Data excerpts

━━━━━━━━

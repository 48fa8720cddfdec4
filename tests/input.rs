//! Token reader and hand parsing tests.

use std::io::Cursor;

use envido::{CardError, HandError, InputError, ScoringOptions, TokenReader, read_hand};

fn reader(text: &str) -> TokenReader<Cursor<&str>> {
    TokenReader::new(Cursor::new(text))
}

fn tokens(text: &str) -> Vec<String> {
    let mut reader = reader(text);
    let mut out = Vec::new();
    while let Some(token) = reader.next_token().unwrap() {
        out.push(token.to_string());
    }
    out
}

#[test]
fn tokens_span_lines_and_skip_blank_ones() {
    assert_eq!(
        tokens("4  oros\n\n\n7 oros   \n  1\ncopas"),
        ["4", "oros", "7", "oros", "1", "copas"]
    );
    assert_eq!(tokens("a\r\nb\r\n"), ["a", "b"]);
    assert!(tokens("").is_empty());
    assert!(tokens("   \n \n").is_empty());
}

#[test]
fn reads_hand_across_lines() {
    let mut reader = reader("5 o\n3 c 9\ne\n");
    let hand = read_hand(&mut reader, ScoringOptions::default()).unwrap();
    assert_eq!(hand.envido(), 5);
    assert!(reader.next_token().unwrap().is_none());
}

#[test]
fn reads_only_six_tokens() {
    let mut reader = reader("10 oros 11 copas 12 espadas extra");
    let hand = read_hand(&mut reader, ScoringOptions::default()).unwrap();
    assert_eq!(hand.envido(), 0);
    assert_eq!(reader.next_token().unwrap(), Some("extra"));
}

#[test]
fn missing_tokens_fail() {
    let err = read_hand(&mut reader("4 oros 7 oros 1"), ScoringOptions::default()).unwrap_err();
    assert!(matches!(err, InputError::UnexpectedEof("suit")));

    let err = read_hand(&mut reader("4 oros"), ScoringOptions::default()).unwrap_err();
    assert!(matches!(err, InputError::UnexpectedEof("rank")));
}

#[test]
fn non_numeric_rank_fails() {
    let err = read_hand(&mut reader("x oros 7 oros 1 copas"), ScoringOptions::default())
        .unwrap_err();
    assert!(matches!(err, InputError::InvalidRank { ref token } if token == "x"));

    let err = read_hand(&mut reader("4 oros -7 oros 1 copas"), ScoringOptions::default())
        .unwrap_err();
    assert!(matches!(err, InputError::InvalidRank { ref token } if token == "-7"));
    assert_eq!(err.to_string(), "invalid rank \"-7\"");
}

#[test]
fn unknown_suit_fails() {
    let err = read_hand(&mut reader("4 hearts 7 oros 1 copas"), ScoringOptions::default())
        .unwrap_err();
    assert!(matches!(err, InputError::InvalidSuit { ref token } if token == "hearts"));
}

#[test]
fn invalid_hands_are_reported() {
    let err = read_hand(&mut reader("13 oros 7 oros 1 copas"), ScoringOptions::default())
        .unwrap_err();
    assert!(matches!(
        err,
        InputError::Hand(HandError::Card(CardError::InvalidRank(13)))
    ));

    let err = read_hand(&mut reader("7 b 7 b 1 c"), ScoringOptions::default()).unwrap_err();
    assert!(matches!(err, InputError::Hand(HandError::DuplicateCard(_))));

    let options = ScoringOptions::default().with_spanish_deck(true);
    let err = read_hand(&mut reader("9 b 7 b 1 c"), options).unwrap_err();
    assert_eq!(err.to_string(), "rank 9 is not in the Spanish deck");
}
//! Envido scoring.
//!
//! A hand scores [`SAME_SUIT_BONUS`] plus the two highest card values among
//! cards of a shared suit. With no shared suit it scores the highest single
//! card value. Ranks 1 to 7 are worth their rank, everything else is worth 0.

use crate::card::{Card, MAX_NUMBER_RANK, MIN_RANK};

/// Bonus for holding two cards of the same suit.
pub const SAME_SUIT_BONUS: u8 = 20;

/// Highest possible envido score (two sevens of one suit).
pub const MAX_ENVIDO: u8 = SAME_SUIT_BONUS + 2 * MAX_NUMBER_RANK;

/// Returns the envido value of a rank.
#[must_use]
pub const fn rank_value(rank: u8) -> u8 {
    if rank >= MIN_RANK && rank <= MAX_NUMBER_RANK {
        rank
    } else {
        0
    }
}

/// Returns the same-suit pair that earns the bonus, higher-valued card first.
///
/// When all three cards share a suit the lowest-valued one is left out.
#[must_use]
pub fn best_pair(cards: [Card; 3]) -> Option<(Card, Card)> {
    let mut best: Option<(Card, Card)> = None;

    for i in 0..cards.len() {
        for j in (i + 1)..cards.len() {
            let (a, b) = (cards[i], cards[j]);
            if a.suit != b.suit {
                continue;
            }
            let pair = if a.envido_value() >= b.envido_value() {
                (a, b)
            } else {
                (b, a)
            };
            if best.is_none_or(|current| pair_total(pair) > pair_total(current)) {
                best = Some(pair);
            }
        }
    }

    best
}

const fn pair_total((a, b): (Card, Card)) -> u8 {
    SAME_SUIT_BONUS + a.envido_value() + b.envido_value()
}

/// Computes the envido score of three cards.
///
/// The result does not depend on card order and is always in
/// `0..=MAX_ENVIDO`.
///
/// # Example
///
/// ```
/// use envido::{Card, Suit, envido};
///
/// let score = envido(
///     Card::new_unchecked(Suit::Oros, 4),
///     Card::new_unchecked(Suit::Oros, 7),
///     Card::new_unchecked(Suit::Copas, 1),
/// );
/// assert_eq!(score, 31);
/// ```
#[must_use]
pub fn envido(c1: Card, c2: Card, c3: Card) -> u8 {
    let cards = [c1, c2, c3];
    best_pair(cards).map_or_else(
        || {
            cards
                .iter()
                .map(Card::envido_value)
                .max()
                .unwrap_or_default()
        },
        pair_total,
    )
}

━━━━━━━━

* **Task**: Return the number of lines in the data above that include the word "Some", and nothing else.

* **Written answer**: 3